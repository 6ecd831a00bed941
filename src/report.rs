/// Per-line boundary and width reports printed by the `mbcursor` binary.

use crate::config::ReportFormat;
use crate::core::{c_strlen, DecodeState, Decoded, MbContext};
use serde::Serialize;
use std::io::{self, Write};

#[derive(Debug, Clone, PartialEq, Eq, Serialize)]
pub struct LineReport {
    pub line: usize,
    pub bytes: usize,
    pub chars: usize,
    pub columns: usize,
    /// Start offset of every character, followed by the line length.
    pub boundaries: Vec<usize>,
    /// Display columns of every character, in boundary order.
    pub widths: Vec<u8>,
    /// Offsets of bytes that did not decode.
    pub invalid: Vec<usize>,
}

impl LineReport {
    pub fn build(ctx: &mut MbContext, line: usize, buf: &[u8]) -> Self {
        let length = c_strlen(buf);
        let boundaries = ctx.boundaries(buf);
        let starts = &boundaries[..boundaries.len() - 1];
        let mut widths = Vec::with_capacity(starts.len());
        let mut invalid = Vec::new();
        let mut state = DecodeState::new();
        for &pos in starts {
            match ctx.backend().decode(&buf[pos..length], &mut state) {
                Decoded::Char { codepoint, .. } => widths.push(ctx.width_or_default(codepoint)),
                _ => {
                    state.reset();
                    invalid.push(pos);
                    widths.push(1);
                }
            }
        }
        let columns = widths.iter().map(|&w| w as usize).sum();
        Self { line, bytes: length, chars: widths.len(), columns, boundaries, widths, invalid }
    }

    fn write_text(&self, out: &mut impl Write) -> io::Result<()> {
        write!(out, "{}: {} bytes, {} chars, {} columns", self.line, self.bytes, self.chars, self.columns)?;
        if !self.invalid.is_empty() {
            write!(out, ", {} invalid", self.invalid.len())?;
        }
        writeln!(out)?;
        let starts: Vec<String> = self.boundaries.iter().map(|b| b.to_string()).collect();
        writeln!(out, "  boundaries: {}", starts.join(" "))?;
        let widths: Vec<String> = self.widths.iter().map(|w| w.to_string()).collect();
        writeln!(out, "  widths:     {}", widths.join(" "))
    }

    pub fn write(&self, out: &mut impl Write, format: ReportFormat) -> io::Result<()> {
        match format {
            ReportFormat::Text => self.write_text(out),
            ReportFormat::Json => {
                serde_json::to_writer(&mut *out, self).map_err(io::Error::from)?;
                writeln!(out)
            }
        }
    }
}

_How to complete this task:_
Transcribe all of the data exactly, leaving no line out.

_Solution for this exercise:_
repository 6ecd831a00bed941
filename src/report.rs
/// Per-line boundary and width reports printed by the `mbcursor` binary.

use crate::config::ReportFormat;
use crate::core::{c_strlen, DecodeState, Decoded, MbContext};
use serde::Serialize;
use std::io::{self, Write};

#[derive(Debug, Clone, PartialEq, Eq, Serialize)]
pub struct LineReport {
    pub line: usize,
    pub bytes: usize,
    pub chars: usize,
    pub columns: usize,
    /// Start offset of every character, followed by the line length.
    pub boundaries: Vec<usize>,
    /// Display columns of every character, in boundary order.
    pub widths: Vec<u8>,
    /// Offsets of bytes that did not decode.
    pub invalid: Vec<usize>,
}

impl LineReport {
    pub fn build(ctx: &mut MbContext, line: usize, buf: &[u8]) -> Self {
        let length = c_strlen(buf);
        let boundaries = ctx.boundaries(buf);
        let starts = &boundaries[..boundaries.len() - 1];
        let mut widths = Vec::with_capacity(starts.len());
        let mut invalid = Vec::new();
        let mut state = DecodeState::new();
        for &pos in starts {
            match ctx.backend().decode(&buf[pos..length], &mut state) {
                Decoded::Char { codepoint, .. } => widths.push(ctx.width_or_default(codepoint)),
                _ => {
                    state.reset();
                    invalid.push(pos);
                    widths.push(1);
                }
            }
        }
        let columns = widths.iter().map(|&w| w as usize).sum();
        Self { line, bytes: length, chars: widths.len(), columns, boundaries, widths, invalid }
    }

    fn write_text(&self, out: &mut impl Write) -> io::Result<()> {
        write!(out, "{}: {} bytes, {} chars, {} columns", self.line, self.bytes, self.chars, self.columns)?;
        if !self.invalid.is_empty() {
            write!(out, ", {} invalid", self.invalid.len())?;
        }
        writeln!(out)?;
        let starts: Vec<String> = self.boundaries.iter().map(|b| b.to_string()).collect();
        writeln!(out, "  boundaries: {}", starts.join(" "))?;
        let widths: Vec<String> = self.widths.iter().map(|w| w.to_string()).collect();
        writeln!(out, "  widths:     {}", widths.join(" "))
    }

    pub fn write(&self, out: &mut impl Write, format: ReportFormat) -> io::Result<()> {
        match format {
            ReportFormat::Text => self.write_text(out),
            ReportFormat::Json => {
                serde_json::to_writer(&mut *out, self).map_err(io::Error::from)?;
                writeln!(out)
            }
        }
    }
}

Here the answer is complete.